Multiple Randomization Designs: Estimation and Inference with Interference
Lorenzo Masoero, Suhas Vijaykumar, Thomas Richardson, James McQueen, Ido Rosen, Brian Burdick, Pat Bajari, Guido Imbens
TL;DR
This paper develops a formal finite-sample theory for Simple Multiple Randomization Designs (SMRDs) in marketplaces with interference. It defines a two-population, buyer-seller framework and a local-interference assumption, derives unbiased estimators and exact variances for estimands that capture direct effects and spillovers, and proves a finite-population central limit theorem to enable design-based inference. It introduces SMRD as a tractable variant of MRDs, demonstrates how to detect spillovers and estimate average causal effects, and provides variance estimators and CLTs that generalize single-population results to a two-population setting. Simulations illustrate the practical gains of SMRDs in accounting for spillovers and improving inference, with extensions pointing to richer designs and more flexible interference structures for future work.
Abstract
Completely randomized experiments, originally developed by Fisher and Neyman in the 1930s, are still widely used in practice, even in online experimentation. However, such designs are of limited value for answering standard questions in marketplaces, where multiple populations of agents interact strategically, leading to complex patterns of spillover effects.
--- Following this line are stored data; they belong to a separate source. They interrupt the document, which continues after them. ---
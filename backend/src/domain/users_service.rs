//! Account use-cases: profile edits, password and email flows, cancellation.

use std::sync::Arc;

use chrono::Duration;
use mockable::Clock;
use uuid::Uuid;

use crate::domain::permissions::{PermissionContext, Requester, rules};
use crate::domain::ports::{Mailer, OutgoingMail};
use crate::domain::repositories::AccessCache;
use crate::domain::user::validate_password;
use crate::domain::{
    Email, Error, PasswordHasher, Project, ProjectId, ProjectPermission, Repositories,
    TokenScope, TokenSigner, User, UserId, Username, slug_candidates,
};

const DELETED_USERNAME: &str = "deleted-user";
const INVALID_EMAIL_TOKEN: &str =
    "Invalid, are you sure the token is correct and you didn't use it before?";
const INVALID_CANCEL_TOKEN: &str = "Invalid, are you sure the token is correct?";

/// Profile fields a user may change.
#[derive(Debug, Clone, Default, PartialEq, Eq)]
pub struct UserChanges {
    pub username: Option<String>,
    pub full_name: Option<String>,
    pub bio: Option<String>,
    pub lang: Option<String>,
    pub color: Option<String>,
    pub email: Option<String>,
}

/// Users service.
#[derive(Clone)]
pub struct UsersService {
    repos: Repositories,
    hasher: PasswordHasher,
    signer: TokenSigner,
    mailer: Arc<dyn Mailer>,
    clock: Arc<dyn Clock>,
    cancel_account_max_age: Duration,
}

impl UsersService {
    pub fn new(
        repos: Repositories,
        hasher: PasswordHasher,
        signer: TokenSigner,
        mailer: Arc<dyn Mailer>,
        clock: Arc<dyn Clock>,
        cancel_account_max_age: Duration,
    ) -> Self {
        Self {
            repos,
            hasher,
            signer,
            mailer,
            clock,
            cancel_account_max_age,
        }
    }

    async fn send(&self, mail: OutgoingMail) {
        if let Err(err) = self.mailer.send(&mail).await {
            tracing::warn!(error = %err, kind = mail.kind, "user mail failed");
        }
    }

    /// With `project`, the project's members (requester must belong to it).
    /// Without, every user for superusers and nobody otherwise.
    pub async fn list(
        &self,
        requester: &Requester,
        project: Option<ProjectId>,
    ) -> Result<Vec<User>, Error> {
        rules::users().check("list", &PermissionContext::new(requester))?;
        let Some(project) = project else {
            return if requester.is_superuser() {
                Ok(self.repos.users.list().await?)
            } else {
                Ok(Vec::new())
            };
        };
        let project = self.repos.project(project).await?;
        let memberships = self.repos.memberships.list_by_project(project.id).await?;
        let is_member = requester.id().is_some_and(|id| {
            id == project.owner || memberships.iter().any(|m| m.user == Some(id))
        });
        if !is_member {
            return Err(Error::forbidden(
                "You don't have permisions to see this project users.",
            ));
        }
        let mut ids: Vec<UserId> = memberships.iter().filter_map(|m| m.user).collect();
        ids.push(project.owner);
        ids.sort_unstable();
        ids.dedup();
        Ok(self.repos.users.list_by_ids(&ids).await?)
    }

    /// `GET /users/me`.
    pub fn me(&self, requester: &Requester) -> Result<User, Error> {
        rules::users().check("me", &PermissionContext::new(requester))?;
        requester
            .as_user()
            .cloned()
            .ok_or_else(|| Error::unauthorized("Authentication credentials were not provided."))
    }

    /// Fetch an active user.
    pub async fn retrieve(&self, requester: &Requester, id: UserId) -> Result<User, Error> {
        let user = self.repos.user(id).await?;
        rules::users().check(
            "retrieve",
            &PermissionContext::new(requester).with_target_user(user.id),
        )?;
        Ok(user)
    }

    /// Projects starred by `id` that the requester can see.
    pub async fn starred(&self, requester: &Requester, id: UserId) -> Result<Vec<Project>, Error> {
        let user = self.repos.user(id).await?;
        rules::users().check(
            "starred",
            &PermissionContext::new(requester).with_target_user(user.id),
        )?;
        let mut cache = AccessCache::default();
        let mut out = Vec::new();
        for project_id in self.repos.votes.starred_projects(user.id).await? {
            if !cache
                .allows(&self.repos, requester, project_id, ProjectPermission::ViewProject)
                .await?
            {
                continue;
            }
            if let Some(project) = self.repos.projects.find_by_id(project_id).await? {
                out.push(project);
            }
        }
        Ok(out)
    }

    /// `PATCH /users/{id}`. A new email is only applied after confirmation.
    pub async fn partial_update(
        &self,
        requester: &Requester,
        id: UserId,
        changes: UserChanges,
    ) -> Result<User, Error> {
        let mut user = self.repos.user(id).await?;
        rules::users().check(
            "partial_update",
            &PermissionContext::new(requester).with_target_user(user.id),
        )?;

        if let Some(username) = changes.username {
            let username = Username::new(username.trim())?;
            if username != user.username {
                if self
                    .repos
                    .users
                    .find_by_username(username.as_str())
                    .await?
                    .is_some()
                {
                    return Err(Error::invalid_field(
                        "username",
                        "duplicated_username",
                        "Invalid username. Try with a different one.",
                    ));
                }
                user.username = username;
            }
        }
        if let Some(full_name) = changes.full_name {
            user.full_name = full_name.trim().to_owned();
        }
        if let Some(bio) = changes.bio {
            user.bio = bio;
        }
        if let Some(lang) = changes.lang {
            user.lang = lang;
        }
        if let Some(color) = changes.color {
            user.color = color;
        }

        let mut confirmation = None;
        if let Some(raw) = changes.email {
            if self.repos.users.find_by_email(raw.trim()).await?.is_some() {
                return Err(Error::invalid_field(
                    "email",
                    "duplicated_email",
                    "Duplicated email",
                ));
            }
            let email = Email::new(&raw)
                .map_err(|_| Error::invalid_field("email", "invalid_email", "Not valid email"))?;
            let token = Uuid::new_v4().to_string();
            user.email_token = Some(token.clone());
            user.new_email = Some(email.clone());
            confirmation = Some(OutgoingMail {
                kind: "change_email",
                to: email.to_string(),
                subject: "Confirm your new email".to_owned(),
                body: format!("Confirm the address change with token {token}."),
            });
        }

        self.repos.users.update(&user).await?;
        if let Some(mail) = confirmation {
            self.send(mail).await;
        }
        Ok(user)
    }

    /// `DELETE /users/{id}`: cancel one's own account.
    pub async fn destroy(&self, requester: &Requester, id: UserId) -> Result<(), Error> {
        let user = self.repos.user(id).await?;
        rules::users().check(
            "destroy",
            &PermissionContext::new(requester).with_target_user(user.id),
        )?;
        self.cancel_user(user).await
    }

    /// `POST /users/cancel` with a signed cancel-account token.
    pub async fn cancel(&self, cancel_token: &str) -> Result<(), Error> {
        let user_id = self
            .signer
            .verify(
                cancel_token,
                TokenScope::CancelAccount,
                Some(self.cancel_account_max_age),
                self.clock.utc(),
            )
            .map_err(|_| Error::invalid_request(INVALID_CANCEL_TOKEN))?;
        let user = self
            .repos
            .users
            .find_by_id(user_id)
            .await?
            .filter(|user| user.is_active)
            .ok_or_else(|| Error::invalid_request(INVALID_CANCEL_TOKEN))?;
        self.cancel_user(user).await
    }

    async fn cancel_user(&self, mut user: User) -> Result<(), Error> {
        let mut username = None;
        for candidate in slug_candidates(DELETED_USERNAME) {
            if self.repos.users.find_by_username(&candidate).await?.is_none() {
                username = Some(Username::new(candidate)?);
                break;
            }
        }
        let Some(username) = username else {
            return Err(Error::internal("no free username for a cancelled account"));
        };
        user.cancel(username);
        self.repos.users.update(&user).await?;
        tracing::info!(user = %user.id, "account cancelled");
        Ok(())
    }

    /// Issue a recovery token and mail it. Returns the address used.
    pub async fn password_recovery(&self, username_or_email: &str) -> Result<Email, Error> {
        let needle = username_or_email.trim();
        if needle.is_empty() {
            return Err(Error::invalid_request("Invalid username or email"));
        }
        let user = match self.repos.users.find_by_username(needle).await? {
            Some(user) => Some(user),
            None => self.repos.users.find_by_email(needle).await?,
        };
        let Some(mut user) = user.filter(|user| user.is_active) else {
            return Err(Error::invalid_request("Invalid username or email"));
        };
        let token = Uuid::new_v4().to_string();
        user.recovery_token = Some(token.clone());
        self.repos.users.update(&user).await?;
        self.send(OutgoingMail {
            kind: "password_recovery",
            to: user.email.to_string(),
            subject: "Password recovery".to_owned(),
            body: format!("Reset your password with token {token}."),
        })
        .await;
        Ok(user.email)
    }

    /// Reset a password with a recovery token. The token is spent on success.
    pub async fn change_password_from_recovery(
        &self,
        token: &str,
        password: &str,
    ) -> Result<(), Error> {
        let mut user = self
            .repos
            .users
            .find_by_recovery_token(token.trim())
            .await?
            .ok_or_else(|| Error::invalid_request("Token is invalid"))?;
        validate_password(password)?;
        user.password_hash = Some(self.hasher.hash(password)?);
        user.recovery_token = None;
        self.repos.users.update(&user).await?;
        Ok(())
    }

    /// Change the requester's password after checking the current one.
    pub async fn change_password(
        &self,
        requester: &Requester,
        current_password: &str,
        password: &str,
    ) -> Result<(), Error> {
        rules::users().check("change_password", &PermissionContext::new(requester))?;
        if current_password.is_empty() {
            return Err(Error::invalid_request("Current password parameter needed"));
        }
        if password.is_empty() {
            return Err(Error::invalid_request("New password parameter needed"));
        }
        if validate_password(password).is_err() {
            return Err(Error::invalid_request(
                "Invalid password length at least 6 charaters needed",
            ));
        }
        let Some(mut user) = requester.as_user().cloned() else {
            return Err(Error::unauthorized(
                "Authentication credentials were not provided.",
            ));
        };
        let verified = user
            .password_hash
            .as_deref()
            .is_some_and(|hash| self.hasher.verify(current_password, hash));
        if !verified {
            return Err(Error::invalid_request("Invalid current password"));
        }
        user.password_hash = Some(self.hasher.hash(password)?);
        self.repos.users.update(&user).await?;
        Ok(())
    }

    /// Confirm a pending email change.
    pub async fn change_email(&self, requester: &Requester, email_token: &str) -> Result<(), Error> {
        let token = email_token.trim();
        if token.is_empty() {
            return Err(Error::invalid_request(INVALID_EMAIL_TOKEN));
        }
        let mut user = self
            .repos
            .users
            .find_by_email_token(token)
            .await?
            .ok_or_else(|| Error::invalid_request(INVALID_EMAIL_TOKEN))?;
        rules::users().check(
            "change_email",
            &PermissionContext::new(requester).with_target_user(user.id),
        )?;
        let Some(new_email) = user.new_email.take() else {
            return Err(Error::invalid_request(INVALID_EMAIL_TOKEN));
        };
        user.email = new_email;
        user.email_token = None;
        self.repos.users.update(&user).await?;
        Ok(())
    }
}

#[cfg(test)]
#[path = "users_service_tests.rs"]
mod tests;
In this paper, we derive the finite-sample properties of tractable estimators for "Simple Multiple Randomization Designs" (SMRDs), a new class of experimental designs which account for complex spillover effects in randomized experiments. Our derivations are obtained under a natural and general form of cross-unit interference, which we call "local interference". We discuss the estimation of main effects, direct effects, and spillovers, and present associated central limit theorems.